The traditional “How Can I Keep From Singing?” was sung a cappella in an arrangement that had interesting sections of fugue.  This led to a bit of a disappointment, though, because although the full ensemble sound was excellent, the exposure of individual sections revealed some weaknesses, especially a thin sound from the high sopranos. 

Certainly a highlight of this show was the guest appearance of the Sacramento Gay Men’s Chorus, which sang a set of four songs:  three from their concert this past December, and one a preview of their ExtrABBAganza!, coming up in June.  This music was presented from memory, and amply demonstrated their strong, rich sound. 

The first piece, “How Could Anyone?” was delivered with the entire chorus signing the piece, and the lyrics continued one of the concert’s themes of the affirmation of self-worth.  The signing got especially interesting when different sections were singing different words.  Morten Lauridsen’s “Sure on This Shining Night” came next and was presented with great sensitivity and a flawless choral sound.  It was an interval of ineffable beauty, capped with a stunning decrescendo to a pianissimo toward the end of the piece. 

“Go Light Your World” was the title song of their December concert, and it featured two soloists, a man and a woman.  To me, the piece had a country sound to it, and it featured a long beginning duet, proceeding to a semi-chorus, and ending with everyone singing – to great effect.  To me, the piece had professional styling that enhanced its inspirational quality. 

“Dancing Queen,” a taste of their upcoming concert featuring the music of ABBA, was performed to a recorded track.  It was over-the-top exuberant with constant gestures, many of which served as visual jokes.  Despite the showmanship, it seemed to me that multi-part harmony was lacking in the arrangement, and I felt a little let down in the quality of the singing – but just a little.

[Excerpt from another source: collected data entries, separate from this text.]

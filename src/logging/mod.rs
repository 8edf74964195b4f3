// Logging setup - tracing subscriber for the CLI
//
// Human-readable logs go to stderr so stdout carries only rendered output.
// File logging optionally adds rolling JSON files next to it.
//
// Precedence: RUST_LOG env var > config `logging.level` > "warn"

use crate::config::{LogRotation, LoggingConfig};
use tracing_appender::non_blocking::WorkerGuard;
use tracing_subscriber::{layer::SubscriberExt, util::SubscriberInitExt, EnvFilter};

/// Turn a config level into a filter directive
///
/// A bare level ("debug") applies to this crate only; anything containing
/// `=` or `,` is already a directive and is used as-is.
pub fn filter_directive(level: &str) -> String {
    let level = level.trim();
    if level.contains('=') || level.contains(',') {
        level.to_string()
    } else {
        format!("agentdoc={level}")
    }
}

/// Install the global subscriber
///
/// The returned guard flushes the file writer on drop and must be held for
/// the life of the process.
pub fn init_tracing(config: &LoggingConfig) -> Option<WorkerGuard> {
    let filter = EnvFilter::try_from_default_env()
        .unwrap_or_else(|_| EnvFilter::new(filter_directive(&config.level)));

    let stderr_layer = tracing_subscriber::fmt::layer()
        .with_writer(std::io::stderr)
        .with_target(false);

    let (file_layer, guard) = match file_writer(config) {
        Some((writer, guard)) => (
            Some(
                tracing_subscriber::fmt::layer()
                    .json()
                    .with_writer(writer)
                    .with_ansi(false),
            ),
            Some(guard),
        ),
        None => (None, None),
    };

    tracing_subscriber::registry()
        .with(filter)
        .with(stderr_layer)
        .with(file_layer)
        .init();

    guard
}

/// Rolling non-blocking file writer, when enabled and the directory is usable
fn file_writer(
    config: &LoggingConfig,
) -> Option<(tracing_appender::non_blocking::NonBlocking, WorkerGuard)> {
    if !config.file_enabled {
        return None;
    }

    if let Err(e) = std::fs::create_dir_all(&config.file_dir) {
        // Subscriber isn't installed yet, so this has to go straight to stderr
        eprintln!(
            "Warning: Could not create log directory {:?}: {}",
            config.file_dir, e
        );
        return None;
    }

    let appender = match config.file_rotation {
        LogRotation::Hourly => {
            tracing_appender::rolling::hourly(&config.file_dir, &config.file_prefix)
        }
        LogRotation::Daily => {
            tracing_appender::rolling::daily(&config.file_dir, &config.file_prefix)
        }
        LogRotation::Never => {
            tracing_appender::rolling::never(&config.file_dir, &config.file_prefix)
        }
    };

    Some(tracing_appender::non_blocking(appender))
}

#[cfg(test)]
mod tests {
    use super::*;

    #[test]
    fn test_bare_level_is_scoped_to_crate() {
        assert_eq!(filter_directive("debug"), "agentdoc=debug");
        assert_eq!(filter_directive(" warn "), "agentdoc=warn");
    }

    #[test]
    fn test_directives_pass_through() {
        assert_eq!(filter_directive("agentdoc=trace"), "agentdoc=trace");
        assert_eq!(filter_directive("info,regex=warn"), "info,regex=warn");
    }

    #[test]
    fn test_directive_is_a_valid_filter() {
        assert!(EnvFilter::try_new(filter_directive("info")).is_ok());
    }

    #[test]
    fn test_file_writer_disabled_by_default() {
        assert!(file_writer(&LoggingConfig::default()).is_none());
    }
}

In the second half of the program, the Sacramento Women’s Chorus gave, as they had during the first half, a performance full of personality and sentiment.  I won’t comment on every piece in the interests of brevity, but there were some that clearly stood out. 

“Chapel of Love,” the 1964 song by The Dixie Cups, was all about marriage equality.  The chorus sang it with finger snapping, verve and smiles, and I couldn’t help smiling with them when they began replacing the line “we’re goin’ to get married” with the line “we’re goin’ to have a civil union.” 

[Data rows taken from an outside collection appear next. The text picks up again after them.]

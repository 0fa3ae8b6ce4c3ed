use anyhow::{Context, Result};
use log::info;
use std::path::PathBuf;

/// Generate a synthetic creep-test log
pub fn run(output: PathBuf, rows: usize, interval: f64, diameter: f64) -> Result<()> {
    info!("creeptrace Demo Log Generator");
    info!("=============================");
    info!("Output:   {}", output.display());
    info!("Samples:  {} at {} s intervals", rows, interval);
    info!("Diameter: {} mm initial", diameter);

    let duration = rows as f64 * interval;
    let mut writer =
        csv::Writer::from_path(&output).context("Failed to create demo log file")?;

    writer.write_record(["time", "diameter"])?;
    for i in 0..rows {
        let t = i as f64 * interval;
        let d = creep_diameter(diameter, t, duration);
        writer.write_record([t.to_string(), d.to_string()])?;
    }
    writer.flush()?;

    info!("Wrote {} samples to {}", rows, output.display());
    info!(
        "Try: creeptrace process {} --reference-diameter {}",
        output.display(),
        diameter
    );

    Ok(())
}

/// Primary plus secondary creep with a little sensor ripple.
fn creep_diameter(initial_mm: f64, t_s: f64, duration_s: f64) -> f64 {
    let primary = 0.006 * (1.0 - (-3.0 * t_s / duration_s).exp());
    let secondary = 0.004 * t_s / duration_s;
    let ripple = 0.0004 * (t_s * 0.05).sin();
    initial_mm * (1.0 + primary + secondary) + ripple
}

#[cfg(test)]
mod tests {
    use super::*;

    #[test]
    fn test_demo_diameter_starts_at_the_initial_value() {
        let d = creep_diameter(9.5, 0.0, 6000.0);
        assert!((d - 9.5).abs() < 1e-9);
    }

    #[test]
    fn test_demo_diameter_grows_over_the_run() {
        let start = creep_diameter(9.5, 0.0, 6000.0);
        let end = creep_diameter(9.5, 6000.0, 6000.0);
        assert!(end > start);
    }
}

For me, and maybe for a lot of the audience, the highlight among the many good songs of the second half was “Bittersweet Tango.”  Its clever, funny lyrics revolved around the line, “Give me chocolate or give me death.”  Fortunately, the articulation was excellent, and we all laughed throughout the piece. 

“A Woman’s Voice” was presented in a special, “world premier” arrangement by the group’s director (Robin Richie) and accompanist (Jane Viemeister).  It spoke of women’s empowerment, and you could see that it might be a theme song for this chorus.  The same could be said for the next song, “Singing for Our Lives,” which brought out the theme of gender equality, and included the line, “Gay and straight together, we are singing for our lives.”  And apart from the emotional message, the singing itself was good. 

The concert culminated with both choruses taking the stage to sing, “The Music in Me.”  Their big, rich sound provided a triumphant finale to an afternoon that was as much a celebration as a concert.